During the plea colloquy, Task Force Officer Page testified that there was "an excess of five historical witnesses plus a Mirandized statement given by [Petitioner] which attributed in excess of 28 of [sic] grams of crack to her and others in this conspiracy." ( Id. at 29.) This reference to 28 grams was not an indication that she was pleading guilty to a conspiracy charge related to 28 grams of crack. The remainder of the plea colloquy, as discussed above, made clear that there was a sufficient factual basis for her guilty plea to 280 grams or more. See United States v. Fuller, 208 F.3d 210, 2000 WL 285402, at *3 (4th Cir. 2000) (unpublished table decision) (holding that a defendant's admissions during the plea colloquy provided a sufficient factual basis for the guilty plea); United States v. DeFusco, 949 F.2d 114, 120 (4th Cir. 1991) ("The court may conclude that a factual basis exists from anything that appears on the record."). Additionally, her PSR reflects that her own statements to law enforcement resulted in 273 grams being attributed to her, in addition to the attribution arising from historical witnesses' statements.[4] (Doc. #417 at 9.)

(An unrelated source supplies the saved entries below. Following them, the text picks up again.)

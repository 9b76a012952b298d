use crate::error::ApiError;
use crate::messages::MessageStore;
use crate::metrics::TranslatorMetrics;
use axum::extract::{Path, State};
use axum::http::StatusCode;
use axum::response::{IntoResponse, Response};
use axum::Json;
use lingo_dispatch::{
	DispatchError, DispatchEvent, DispatchGateway, DispatchStats, EncryptionMode, FailureKind, ModelTier, ResultKey, ResultStore, SourcePayload, StoredOutcome,
	Submission, TranslationRequest, TranslationResult, WaitBridge,
};
use lingo_transport::InMemTransport;
use serde::Deserialize;
use serde_json::json;
use std::sync::Arc;
use tokio_util::sync::CancellationToken;
use tracing::instrument;
use uuid::Uuid;

pub type EventTransport = InMemTransport<DispatchEvent>;

#[derive(Clone)]
pub struct AppState {
	pub gateway: Arc<DispatchGateway<EventTransport>>,
	pub bridge: Arc<WaitBridge>,
	pub store: Arc<ResultStore>,
	pub messages: Arc<dyn MessageStore>,
	pub stats: Arc<DispatchStats>,
	pub metrics: Arc<TranslatorMetrics>,
	pub shutdown: CancellationToken,
}

/// Inbound translation request body.
///
/// Exactly one of `text` or `messageId` must be present; a `messageId`
/// resolves content, stored source language, and the conversation's
/// encryption mode through the persistence collaborator.
#[derive(Debug, Deserialize)]
#[serde(rename_all = "camelCase")]
pub struct TranslateBody {
	pub text: Option<String>,
	pub message_id: Option<String>,
	pub source_language: Option<String>,
	pub target_language: String,
	pub model_tier: Option<ModelTier>,
	pub conversation_id: Option<String>,
	pub encryption_mode: Option<EncryptionMode>,
}

#[instrument(name = "translate", skip(state, body), fields(target = %body.target_language))]
pub async fn translate(State(state): State<AppState>, Json(body): Json<TranslateBody>) -> Result<Json<TranslationResult>, ApiError> {
	state.metrics.http_requests_total.inc();

	let request = build_request(state.messages.as_ref(), body).await?;
	match state.gateway.submit(request).await? {
		Submission::Completed(result) => Ok(Json(result)),
		// If the client disconnects this future is dropped and the wait
		// stops with it; the worker still completes into the store
		Submission::Pending(ticket) => Ok(Json(state.bridge.wait_for(ticket, &state.shutdown).await?)),
	}
}

/// Independent read of a stored outcome, e.g. after an abandoned wait.
pub async fn get_translation(State(state): State<AppState>, Path((request_id, language)): Path<(Uuid, String)>) -> Result<Json<TranslationResult>, ApiError> {
	match state.store.get(&ResultKey::new(request_id, language)) {
		Some(StoredOutcome::Ready(result)) => Ok(Json(result)),
		Some(StoredOutcome::Failed(record)) => Err(
			match record.kind {
				FailureKind::WorkerUnavailable => DispatchError::WorkerUnavailable,
				FailureKind::Inference => DispatchError::Inference,
			}
			.into(),
		),
		None => Err(ApiError::ResultNotFound),
	}
}

pub async fn healthz(State(state): State<AppState>) -> Json<serde_json::Value> {
	Json(json!({
		"status": "ok",
		"workersActive": state.stats.workers_active(),
		"queueDepth": state.stats.queue_depth(),
	}))
}

pub async fn metrics(State(state): State<AppState>) -> Response {
	match state.metrics.render(&state.stats) {
		Ok(text) => (StatusCode::OK, [("Content-Type", "text/plain; version=0.0.4")], text).into_response(),
		Err(err) => {
			tracing::error!(error = %err, "Failed to gather metrics");
			StatusCode::INTERNAL_SERVER_ERROR.into_response()
		}
	}
}

async fn build_request(messages: &dyn MessageStore, body: TranslateBody) -> Result<TranslationRequest, ApiError> {
	match (body.text, body.message_id) {
		(Some(_), Some(_)) | (None, None) => Err(DispatchError::Validation("provide exactly one of text or messageId".to_owned()).into()),
		(Some(text), None) => Ok(TranslationRequest {
			request_id: Uuid::new_v4(),
			conversation_id: body.conversation_id.unwrap_or_else(|| "unknown".to_owned()),
			source: SourcePayload::Text(text),
			source_language: body.source_language,
			target_language: body.target_language,
			model_tier: body.model_tier,
			encryption_mode: body.encryption_mode.unwrap_or_default(),
		}),
		(None, Some(message_id)) => {
			let stored = messages
				.fetch(&message_id)
				.await
				.ok_or_else(|| ApiError::from(DispatchError::Validation(format!("unknown messageId '{message_id}'"))))?;

			Ok(TranslationRequest {
				request_id: Uuid::new_v4(),
				conversation_id: stored.conversation_id,
				source: SourcePayload::Text(stored.content),
				// An explicit override wins over the stored record
				source_language: body.source_language.or(stored.source_language),
				target_language: body.target_language,
				model_tier: body.model_tier,
				encryption_mode: stored.encryption_mode,
			})
		}
	}
}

Petitioner also states that Page "stated for the record [that] [Petitioner's] amount was minimal and used for the purposes of relevant conduct." (Doc. #743 at 7.) Petitioner misinterprets Page's statements. In support of the Government's § 5K1.1 motion, Page testified that "about the only thing I can say about her information, it was minimal drug weight. It was used in their case mainly for the conduct. Mainly was cocaine weight.... It was mainly cocaine weight that she attributed." (Doc. #678 at 5.) These statements from Page were about information that Petitioner provided about other individuals, not about Petitioner's own conduct in this case.

Furthermore, in Petitioner's pro se brief on direct appeal, she raised this argument about her drug weight to the Fourth Circuit. ( See 4th Cir. Doc. #24-1 at 13-18.) The Fourth Circuit rejected this argument. Burch, 507 F.Appx. at 277 ("We have examined the entire record under Anders, including the issues raised in Burch's pro se supplemental brief, and have found no meritorious issues for appeal."). Because this argument has been raised to and ruled on by the Fourth Circuit, she cannot re-raise it in a § 2255 proceeding. See United States v. Dyess, 730 F.3d 354, 360 (4th Cir. 2013); see also United States v. Patel, 879 F.2d 292, 295 (7th Cir. 1989) ("When issues patently lack merit, the reviewing court is not obliged to devote scarce judicial resources to a written discussion of them.").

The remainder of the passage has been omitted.